§ WORK REQUEST: For each line below that holds "LogConfig", return the line as it stands.
[[ RAW DATA, beginning ]]
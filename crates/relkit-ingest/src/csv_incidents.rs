use std::path::{Path, PathBuf};

use chrono::NaiveDate;
use csv::{ReaderBuilder, StringRecord};
use relkit_model::{IncidentRecord, ModelError, ordinal_from_date};
use serde::{Deserialize, Deserializer, de};
use tracing::debug;

use crate::error::IngestError;
use crate::source::IncidentSource;

const REQUIRED_COLUMNS: [&str; 4] = ["unit", "incident_id", "age_at_incident", "report_date"];

/// Incident store backed by a CSV export.
#[derive(Debug, Clone)]
pub struct CsvIncidentSource {
    path: PathBuf,
}

impl CsvIncidentSource {
    pub fn new(path: impl Into<PathBuf>) -> Self {
        Self { path: path.into() }
    }

    pub fn path(&self) -> &Path {
        &self.path
    }
}

impl IncidentSource for CsvIncidentSource {
    type Error = IngestError;

    fn fetch_incidents(&self, min_age: f64) -> Result<Vec<IncidentRecord>, Self::Error> {
        let mut records = read_incident_csv(&self.path)?;
        records.retain(|record| record.age_at_incident >= min_age);
        Ok(records)
    }
}

#[derive(Debug, Deserialize)]
struct IncidentRow {
    unit: String,
    incident_id: i64,
    #[serde(default)]
    part_number: String,
    age_at_incident: f64,
    #[serde(default, deserialize_with = "deserialize_flag")]
    failure: bool,
    #[serde(default, deserialize_with = "deserialize_flag")]
    suspension: bool,
    #[serde(default, deserialize_with = "deserialize_flag")]
    cnd_nff: bool,
    #[serde(default, deserialize_with = "deserialize_flag")]
    occurred_fault: bool,
    #[serde(default, deserialize_with = "deserialize_flag")]
    initial_installation: bool,
    #[serde(default, deserialize_with = "deserialize_flag")]
    interval_censored: bool,
    #[serde(deserialize_with = "deserialize_report_date")]
    report_date: i64,
    #[serde(default)]
    assembly_id: Option<i64>,
}

impl IncidentRow {
    fn into_record(self) -> Result<IncidentRecord, String> {
        let unit = self.unit.trim().to_string();
        if unit.is_empty() {
            return Err(ModelError::InvalidUnit(self.unit).to_string());
        }
        if !self.age_at_incident.is_finite() || self.age_at_incident < 0.0 {
            return Err(format!(
                "age_at_incident must be a non-negative number, got {}",
                self.age_at_incident
            ));
        }
        Ok(IncidentRecord {
            unit,
            incident_id: self.incident_id,
            part_number: self.part_number.trim().to_string(),
            age_at_incident: self.age_at_incident,
            failure: self.failure,
            suspension: self.suspension,
            cnd_nff: self.cnd_nff,
            occurred_fault: self.occurred_fault,
            initial_installation: self.initial_installation,
            interval_censored: self.interval_censored,
            report_date: self.report_date,
            assembly_id: self.assembly_id.unwrap_or(0),
        })
    }
}

/// Normalize a CSV header to the snake-case field name it maps to.
///
/// Strips byte-order marks and a legacy `fld_` prefix, lower-cases, joins
/// words with underscores and resolves the historical column aliases.
pub fn normalize_header(raw: &str) -> String {
    let trimmed = raw.trim().trim_matches('\u{feff}');
    let joined = trimmed
        .split(|ch: char| ch.is_whitespace() || ch == '-' || ch == '/')
        .filter(|part| !part.is_empty())
        .collect::<Vec<_>>()
        .join("_")
        .to_lowercase();
    let name = joined.strip_prefix("fld_").unwrap_or(&joined);
    match name {
        "part_num" => "part_number".to_string(),
        "age" => "age_at_incident".to_string(),
        "occ_fault" | "occ" => "occurred_fault".to_string(),
        "request_date" | "failure_date" | "date" => "report_date".to_string(),
        "hardware_id" => "assembly_id".to_string(),
        "serial_number" => "unit".to_string(),
        other => other.to_string(),
    }
}

/// Read every incident in a CSV file, in file order.
pub fn read_incident_csv(path: &Path) -> Result<Vec<IncidentRecord>, IngestError> {
    let csv_error = |source| IngestError::Csv {
        path: path.to_path_buf(),
        source,
    };
    let mut reader = ReaderBuilder::new()
        .has_headers(true)
        .trim(csv::Trim::All)
        .from_path(path)
        .map_err(csv_error)?;
    let headers: StringRecord = reader
        .headers()
        .map_err(csv_error)?
        .iter()
        .map(normalize_header)
        .collect();
    for column in REQUIRED_COLUMNS {
        if !headers.iter().any(|header| header == column) {
            return Err(IngestError::MissingColumn {
                path: path.to_path_buf(),
                column,
            });
        }
    }

    let mut records = Vec::new();
    for result in reader.records() {
        let raw = result.map_err(csv_error)?;
        if raw.iter().all(str::is_empty) {
            continue;
        }
        let line = raw.position().map_or(0, csv::Position::line);
        let invalid = |message: String| IngestError::InvalidRow {
            path: path.to_path_buf(),
            line,
            message,
        };
        let row: IncidentRow = raw
            .deserialize(Some(&headers))
            .map_err(|error| invalid(error.to_string()))?;
        records.push(row.into_record().map_err(invalid)?);
    }
    debug!(
        source_file = %path.display(),
        records = records.len(),
        "read incident csv"
    );
    Ok(records)
}

fn parse_flag(value: &str) -> Option<bool> {
    match value.trim().to_lowercase().as_str() {
        "" | "0" | "false" | "no" | "n" => Some(false),
        "1" | "true" | "yes" | "y" | "-1" => Some(true),
        _ => None,
    }
}

fn deserialize_flag<'de, D>(deserializer: D) -> Result<bool, D::Error>
where
    D: Deserializer<'de>,
{
    let value = String::deserialize(deserializer)?;
    parse_flag(&value).ok_or_else(|| de::Error::custom(format!("invalid flag value `{value}`")))
}

fn deserialize_report_date<'de, D>(deserializer: D) -> Result<i64, D::Error>
where
    D: Deserializer<'de>,
{
    let value = String::deserialize(deserializer)?;
    let trimmed = value.trim();
    if let Ok(ordinal) = trimmed.parse::<i64>() {
        return Ok(ordinal);
    }
    NaiveDate::parse_from_str(trimmed, "%Y-%m-%d")
        .map(ordinal_from_date)
        .map_err(|_| de::Error::custom(format!("invalid report date `{value}`")))
}
//! Library side of the `relkit` command: logging setup and the build
//! pipeline stages.

pub mod logging;
pub mod pipeline;
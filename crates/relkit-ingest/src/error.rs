use std::path::PathBuf;

use thiserror::Error;

#[derive(Debug, Error)]
pub enum IngestError {
    #[error("read csv {path}: {source}")]
    Csv {
        path: PathBuf,
        #[source]
        source: csv::Error,
    },
    #[error("{path}: missing required column `{column}`")]
    MissingColumn { path: PathBuf, column: &'static str },
    #[error("{path}:{line}: {message}")]
    InvalidRow {
        path: PathBuf,
        line: u64,
        message: String,
    },
}
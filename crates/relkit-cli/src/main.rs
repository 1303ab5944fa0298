//! `relkit` command-line entry point.

use std::io::{self, IsTerminal};

use clap::{ColorChoice, Parser};
use relkit_cli::logging::{LogConfig, LogFormat, init_logging};
use tracing::level_filters::LevelFilter;

mod cli;
mod commands;
mod summary;
mod types;

use crate::cli::{Cli, Command, LogFormatArg, LogLevelArg};
use crate::commands::{run_build, run_datasets, run_import, run_show};
use crate::summary::print_build_summary;

fn main() {
    let cli = Cli::parse();
    cli.color.write_global();
    let log_config = log_config_from_cli(&cli);
    if let Err(error) = init_logging(&log_config) {
        eprintln!("error: failed to initialize logging: {error}");
        std::process::exit(1);
    }
    let result = match &cli.command {
        Command::Build(args) => run_build(args, cli.log_file.as_deref())
            .and_then(|result| print_build_summary(&result, args.json)),
        Command::Import(args) => run_import(args),
        Command::Datasets(args) => run_datasets(args),
        Command::Show(args) => run_show(args),
    };
    let exit_code = match result {
        Ok(()) => 0,
        Err(error) => {
            eprintln!("error: {error:#}");
            1
        }
    };
    std::process::exit(exit_code);
}

/// Build logging configuration from CLI flags with consistent precedence.
fn log_config_from_cli(cli: &Cli) -> LogConfig {
    let level_filter = match cli.log_level {
        Some(LogLevelArg::Error) => LevelFilter::ERROR,
        Some(LogLevelArg::Warn) => LevelFilter::WARN,
        Some(LogLevelArg::Info) => LevelFilter::INFO,
        Some(LogLevelArg::Debug) => LevelFilter::DEBUG,
        Some(LogLevelArg::Trace) => LevelFilter::TRACE,
        None => cli.verbosity.tracing_level_filter(),
    };
    let format = match cli.log_format {
        LogFormatArg::Pretty => LogFormat::Pretty,
        LogFormatArg::Compact => LogFormat::Compact,
        LogFormatArg::Json => LogFormat::Json,
    };
    let mut config = LogConfig::default()
        .with_level_filter(level_filter)
        .with_format(format)
        .with_log_file(cli.log_file.clone());
    config.use_env_filter = !(cli.verbosity.is_present() || cli.log_level.is_some());
    config.with_ansi = match cli.color.color {
        ColorChoice::Always => true,
        ColorChoice::Never => false,
        ColorChoice::Auto => cli.log_file.is_none() && io::stderr().is_terminal(),
    };
    config
}
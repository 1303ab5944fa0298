use std::path::Path;

use anyhow::{Context, Result, bail, ensure};
use relkit_core::report;
use relkit_ingest::{CsvIncidentSource, read_incident_csv};
use relkit_model::BuildOptions;
use tracing::{info, info_span};

use crate::cli::{BuildArgs, ImportArgs, ShowArgs, StoreArgs};
use relkit_cli::pipeline::{build_into_file, build_into_store, open_store, select_stage};
use crate::summary::{print_dataset_records, print_datasets};
use crate::types::{BuildResult, Destination};

fn build_options(args: &BuildArgs) -> BuildOptions {
    BuildOptions::new(args.mode.into())
        .with_zero_hour(!args.exclude_zero_hour)
        .with_assembly(args.assembly)
        .with_description(args.description.trim())
        .with_confidence(args.confidence)
}

pub fn run_build(args: &BuildArgs, log_file: Option<&Path>) -> Result<BuildResult> {
    ensure!(
        args.store.is_some() || args.output_file.is_some(),
        "no destination: pass --store or --output-file"
    );
    let options = build_options(args);
    let run_span = info_span!("dataset", mode = %options.mode, assembly_id = options.assembly_id);
    let _run_guard = run_span.enter();

    let store = match &args.store {
        Some(path) => Some((path.as_path(), open_store(path)?)),
        None => None,
    };
    let (source, incidents) = if let Some(path) = &args.incidents {
        (path.clone(), select_stage(&CsvIncidentSource::new(path), &options)?)
    } else if let Some((path, db)) = &store {
        (path.to_path_buf(), select_stage(db, &options)?)
    } else {
        bail!("no incident source: pass --store or --incidents");
    };
    let selected = incidents.len();
    let skipped_report = args.skipped_report.as_deref();

    let (destination, dataset_id, outcome) = if let Some(path) = &args.output_file {
        let outcome = build_into_file(path, incidents, &options, skipped_report)?;
        (Destination::File(path.clone()), None, outcome)
    } else if let Some((path, db)) = &store {
        let (dataset_id, outcome) = build_into_store(db, incidents, &options, skipped_report)?;
        (Destination::Store(path.to_path_buf()), Some(dataset_id), outcome)
    } else {
        bail!("no destination: pass --store or --output-file");
    };

    let notice = report(outcome.skipped_count(), skipped_report.or(log_file));
    Ok(BuildResult {
        mode: options.mode,
        include_zero_hour: options.include_zero_hour,
        source,
        destination,
        dataset_id,
        selected,
        emitted: outcome.emitted,
        skipped: outcome.skipped_count(),
        skipped_report: args.skipped_report.clone(),
        notice: notice.map(|notice| notice.to_string()),
    })
}

pub fn run_import(args: &ImportArgs) -> Result<()> {
    let incidents = read_incident_csv(&args.incidents)
        .with_context(|| format!("read {}", args.incidents.display()))?;
    let mut db = open_store(&args.store)?;
    let imported = db
        .import_incidents(&incidents)
        .context("import incidents")?;
    let total = db.incident_count().context("count incidents")?;
    info!(imported, total, "import complete");
    println!(
        "Imported {imported} incidents into {} ({total} stored)",
        args.store.display()
    );
    Ok(())
}

pub fn run_datasets(args: &StoreArgs) -> Result<()> {
    let db = open_store(&args.store)?;
    let summaries = db.list_datasets().context("list datasets")?;
    if summaries.is_empty() {
        println!("No datasets in {}", args.store.display());
        return Ok(());
    }
    print_datasets(&summaries);
    Ok(())
}

pub fn run_show(args: &ShowArgs) -> Result<()> {
    let db = open_store(&args.store)?;
    let dataset = db
        .load_dataset(args.dataset_id)
        .with_context(|| format!("load dataset {}", args.dataset_id))?;
    let records = db
        .load_records(args.dataset_id)
        .with_context(|| format!("load records of dataset {}", args.dataset_id))?;
    print_dataset_records(&dataset, &records);
    Ok(())
}

#[cfg(test)]
mod tests {
    use std::fs;

    use relkit_model::AggregationMode;

    use super::*;
    use crate::cli::ModeArg;

    fn build_args() -> BuildArgs {
        BuildArgs {
            store: None,
            incidents: None,
            output_file: None,
            mode: ModeArg::All,
            exclude_zero_hour: false,
            assembly: 2,
            description: " Valve fleet ".to_string(),
            confidence: 90.0,
            skipped_report: None,
            json: false,
        }
    }

    #[test]
    fn build_from_csv_into_file() {
        let dir = tempfile::tempdir().unwrap();
        let csv = dir.path().join("incidents.csv");
        fs::write(
            &csv,
            "unit,incident_id,age_at_incident,report_date\nV-1,1,12,738000\nV-1,2,30,738010\n",
        )
        .unwrap();
        let output = dir.path().join("valves.txt");
        let args = BuildArgs {
            incidents: Some(csv.clone()),
            output_file: Some(output.clone()),
            ..build_args()
        };

        let result = run_build(&args, None).unwrap();
        assert_eq!(result.mode, AggregationMode::AllFailureTimes);
        assert_eq!(result.source, csv);
        assert_eq!(result.dataset_id, None);
        assert_eq!(result.emitted, 2);
        assert!(result.notice.is_none());
        let contents = fs::read_to_string(&output).unwrap();
        assert!(contents.starts_with("Data Set Description: Valve fleet\n"));
    }

    #[test]
    fn build_without_destination_is_rejected() {
        let args = BuildArgs {
            incidents: Some("incidents.csv".into()),
            ..build_args()
        };
        let error = run_build(&args, None).unwrap_err();
        assert!(error.to_string().starts_with("no destination"));
    }
}
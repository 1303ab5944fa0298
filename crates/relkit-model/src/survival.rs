use serde::{Deserialize, Serialize};

use crate::enums::CensoringStatus;
use crate::incident::IncidentRecord;

/// One censored observation in a survival dataset.
#[derive(Debug, Clone, PartialEq, Serialize, Deserialize)]
pub struct SurvivalRecord {
    /// Position of the triggering incident in the selected input sequence.
    /// Gaps appear where inputs were skipped.
    pub record_id: usize,
    pub dataset_id: i64,
    pub left_interval: f64,
    pub right_interval: f64,
    pub status: CensoringStatus,
    pub quantity: u32,
    pub unit: String,
    pub time_between_failure: f64,
    pub assembly_id: i64,
    pub report_date: i64,
}

impl SurvivalRecord {
    /// Build an interval-censored record for `source` covering `[left, right]`.
    ///
    /// The dataset id is left at 0; sinks that own a dataset stamp their own.
    pub fn interval_censored(
        record_id: usize,
        source: &IncidentRecord,
        left_interval: f64,
        right_interval: f64,
    ) -> Self {
        Self {
            record_id,
            dataset_id: 0,
            left_interval,
            right_interval,
            status: CensoringStatus::IntervalCensored,
            quantity: 1,
            unit: source.unit.clone(),
            time_between_failure: right_interval - left_interval,
            assembly_id: source.assembly_id,
            report_date: source.report_date,
        }
    }

    /// Copy of this record assigned to `dataset_id`.
    #[must_use]
    pub fn in_dataset(&self, dataset_id: i64) -> Self {
        Self {
            dataset_id,
            ..self.clone()
        }
    }
}

/// A survival dataset header row.
#[derive(Debug, Clone, PartialEq, Serialize, Deserialize)]
pub struct Dataset {
    pub dataset_id: i64,
    pub assembly_id: i64,
    pub description: String,
    /// Analysis confidence in percent. Stored, never interpreted here.
    pub confidence: f64,
}
use relkit_ingest::IncidentSource;
use relkit_model::IncidentRecord;
use rusqlite::{Row, params};
use tracing::{debug, info};

use crate::db::ProgramDb;
use crate::error::{Result, StoreError};

const SELECT_INCIDENTS: &str = "
    SELECT i.unit, i.incident_id, d.part_number, d.age_at_incident,
           d.failure, d.suspension, d.cnd_nff, d.occurred_fault,
           d.initial_installation, d.interval_censored,
           i.report_date, i.assembly_id
    FROM incident_detail AS d
    INNER JOIN incident AS i ON i.incident_id = d.incident_id
    WHERE d.age_at_incident >= ?1
    ORDER BY i.unit ASC, i.report_date ASC, d.age_at_incident ASC, i.incident_id ASC";

fn incident_from_row(row: &Row<'_>) -> rusqlite::Result<IncidentRecord> {
    Ok(IncidentRecord {
        unit: row.get(0)?,
        incident_id: row.get(1)?,
        part_number: row.get(2)?,
        age_at_incident: row.get(3)?,
        failure: row.get(4)?,
        suspension: row.get(5)?,
        cnd_nff: row.get(6)?,
        occurred_fault: row.get(7)?,
        initial_installation: row.get(8)?,
        interval_censored: row.get(9)?,
        report_date: row.get(10)?,
        assembly_id: row.get(11)?,
    })
}

impl ProgramDb {
    /// Write incidents into the incident tables in one transaction.
    ///
    /// Incidents whose id already exists are replaced.
    pub fn import_incidents(&mut self, incidents: &[IncidentRecord]) -> Result<usize> {
        let tx = self.conn.transaction()?;
        {
            let mut incident = tx.prepare(
                "INSERT OR REPLACE INTO incident (incident_id, unit, report_date, assembly_id)
                 VALUES (?1, ?2, ?3, ?4)",
            )?;
            let mut detail = tx.prepare(
                "INSERT OR REPLACE INTO incident_detail
                 (incident_id, part_number, age_at_incident, failure, suspension,
                  cnd_nff, occurred_fault, initial_installation, interval_censored)
                 VALUES (?1, ?2, ?3, ?4, ?5, ?6, ?7, ?8, ?9)",
            )?;
            for record in incidents {
                incident.execute(params![
                    record.incident_id,
                    record.unit,
                    record.report_date,
                    record.assembly_id
                ])?;
                detail.execute(params![
                    record.incident_id,
                    record.part_number,
                    record.age_at_incident,
                    record.failure,
                    record.suspension,
                    record.cnd_nff,
                    record.occurred_fault,
                    record.initial_installation,
                    record.interval_censored
                ])?;
            }
        }
        tx.commit()?;
        info!(imported = incidents.len(), "imported incidents");
        Ok(incidents.len())
    }

    /// Number of incidents with detail rows.
    pub fn incident_count(&self) -> Result<usize> {
        let count: i64 = self.conn.query_row(
            "SELECT COUNT(*) FROM incident_detail AS d
             INNER JOIN incident AS i ON i.incident_id = d.incident_id",
            [],
            |row| row.get(0),
        )?;
        usize::try_from(count).map_err(|_| StoreError::OutOfRange {
            table: "incident_detail",
            column: "count",
            value: i128::from(count),
        })
    }
}

impl IncidentSource for ProgramDb {
    type Error = StoreError;

    fn fetch_incidents(&self, min_age: f64) -> Result<Vec<IncidentRecord>> {
        let mut stmt = self.conn.prepare_cached(SELECT_INCIDENTS)?;
        let records = stmt
            .query_map(params![min_age], incident_from_row)?
            .collect::<rusqlite::Result<Vec<_>>>()?;
        debug!(min_age, fetched = records.len(), "fetched incidents from store");
        Ok(records)
    }
}
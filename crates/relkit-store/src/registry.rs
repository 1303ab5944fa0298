use relkit_model::{BuildOptions, Dataset};
use rusqlite::params;
use tracing::info;

use crate::db::ProgramDb;
use crate::error::Result;

impl ProgramDb {
    /// Identifier one greater than any dataset currently stored, 1 for an
    /// empty store.
    pub fn new_dataset_id(&self) -> Result<i64> {
        let id = self.conn.query_row(
            "SELECT COALESCE(MAX(dataset_id), 0) + 1 FROM survival_dataset",
            [],
            |row| row.get(0),
        )?;
        Ok(id)
    }

    /// Register a new dataset for a build run.
    ///
    /// Must happen before any of the run's survival records are written.
    pub fn create_dataset(&self, options: &BuildOptions) -> Result<Dataset> {
        let dataset = Dataset {
            dataset_id: self.new_dataset_id()?,
            assembly_id: options.assembly_id,
            description: options.description.clone(),
            confidence: options.confidence,
        };
        self.conn.execute(
            "INSERT INTO survival_dataset (dataset_id, assembly_id, description, confidence)
             VALUES (?1, ?2, ?3, ?4)",
            params![
                dataset.dataset_id,
                dataset.assembly_id,
                dataset.description,
                dataset.confidence
            ],
        )?;
        info!(
            dataset_id = dataset.dataset_id,
            assembly_id = dataset.assembly_id,
            "created survival dataset"
        );
        Ok(dataset)
    }
}
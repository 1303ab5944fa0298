use std::path::{Path, PathBuf};

use rusqlite::Connection;
use tracing::debug;

use crate::error::Result;

const SCHEMA: &str = r"
    CREATE TABLE IF NOT EXISTS incident (
        incident_id INTEGER PRIMARY KEY,
        unit TEXT NOT NULL,
        report_date INTEGER NOT NULL,
        assembly_id INTEGER NOT NULL DEFAULT 0
    );

    CREATE TABLE IF NOT EXISTS incident_detail (
        incident_id INTEGER PRIMARY KEY,
        part_number TEXT NOT NULL DEFAULT '',
        age_at_incident REAL NOT NULL,
        failure INTEGER NOT NULL DEFAULT 0,
        suspension INTEGER NOT NULL DEFAULT 0,
        cnd_nff INTEGER NOT NULL DEFAULT 0,
        occurred_fault INTEGER NOT NULL DEFAULT 0,
        initial_installation INTEGER NOT NULL DEFAULT 0,
        interval_censored INTEGER NOT NULL DEFAULT 0,
        FOREIGN KEY (incident_id) REFERENCES incident(incident_id)
    );

    CREATE TABLE IF NOT EXISTS survival_dataset (
        dataset_id INTEGER PRIMARY KEY,
        assembly_id INTEGER NOT NULL DEFAULT 0,
        description TEXT NOT NULL DEFAULT '',
        confidence REAL NOT NULL DEFAULT 0
    );

    CREATE TABLE IF NOT EXISTS survival_data (
        record_id INTEGER NOT NULL,
        dataset_id INTEGER NOT NULL,
        left_interval REAL NOT NULL,
        right_interval REAL NOT NULL,
        status TEXT NOT NULL,
        quantity INTEGER NOT NULL DEFAULT 1,
        unit TEXT NOT NULL,
        tbf REAL NOT NULL,
        assembly_id INTEGER NOT NULL DEFAULT 0,
        report_date INTEGER NOT NULL,
        PRIMARY KEY (dataset_id, record_id),
        FOREIGN KEY (dataset_id) REFERENCES survival_dataset(dataset_id)
    );

    CREATE INDEX IF NOT EXISTS idx_incident_unit
        ON incident(unit, report_date);
";

/// Handle on the program database.
#[derive(Debug)]
pub struct ProgramDb {
    pub(crate) conn: Connection,
    location: Option<PathBuf>,
}

impl ProgramDb {
    /// Open (or create) the database file at `path` and make sure the
    /// schema exists.
    pub fn open(path: &Path) -> Result<Self> {
        let conn = Connection::open(path)?;
        let db = Self {
            conn,
            location: Some(path.to_path_buf()),
        };
        db.init_schema()?;
        debug!(store = %path.display(), "opened program database");
        Ok(db)
    }

    pub fn open_in_memory() -> Result<Self> {
        let conn = Connection::open_in_memory()?;
        let db = Self {
            conn,
            location: None,
        };
        db.init_schema()?;
        Ok(db)
    }

    /// Database file, or `None` for an in-memory store.
    pub fn location(&self) -> Option<&Path> {
        self.location.as_deref()
    }

    fn init_schema(&self) -> Result<()> {
        self.conn.execute_batch(SCHEMA)?;
        Ok(())
    }
}
pub mod dates;
pub mod enums;
pub mod error;
pub mod incident;
pub mod options;
pub mod survival;

pub use dates::{date_from_ordinal, format_ordinal, ordinal_from_date};
pub use enums::{AggregationMode, CensoringStatus};
pub use error::{ModelError, Result};
pub use incident::IncidentRecord;
pub use options::{BuildOptions, ZERO_HOUR_THRESHOLD};
pub use survival::{Dataset, SurvivalRecord};

#[cfg(test)]
mod tests {
    use super::*;

    #[test]
    fn interval_record_derives_tbf() {
        let incident = IncidentRecord::new("SN-1", 7, 25.0, 738_000).with_assembly(3);
        let record = SurvivalRecord::interval_censored(4, &incident, 10.0, 25.0);
        assert_eq!(record.record_id, 4);
        assert_eq!(record.status, CensoringStatus::IntervalCensored);
        assert_eq!(record.quantity, 1);
        assert_eq!(record.unit, "SN-1");
        assert_eq!(record.assembly_id, 3);
        assert_eq!(record.report_date, 738_000);
        assert!((record.time_between_failure - 15.0).abs() < 1e-12);
    }

    #[test]
    fn options_threshold() {
        let options = BuildOptions::default();
        assert_eq!(options.age_threshold(), 0.0);
        let options = options.with_zero_hour(false);
        assert_eq!(options.age_threshold(), ZERO_HOUR_THRESHOLD);
    }
}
[[ RAW DATA, end ]]
§ TASK RESULT:
use relkit_cli::logging::{LogConfig, LogFormat, init_logging};
fn log_config_from_cli(cli: &Cli) -> LogConfig {
    let mut config = LogConfig::default()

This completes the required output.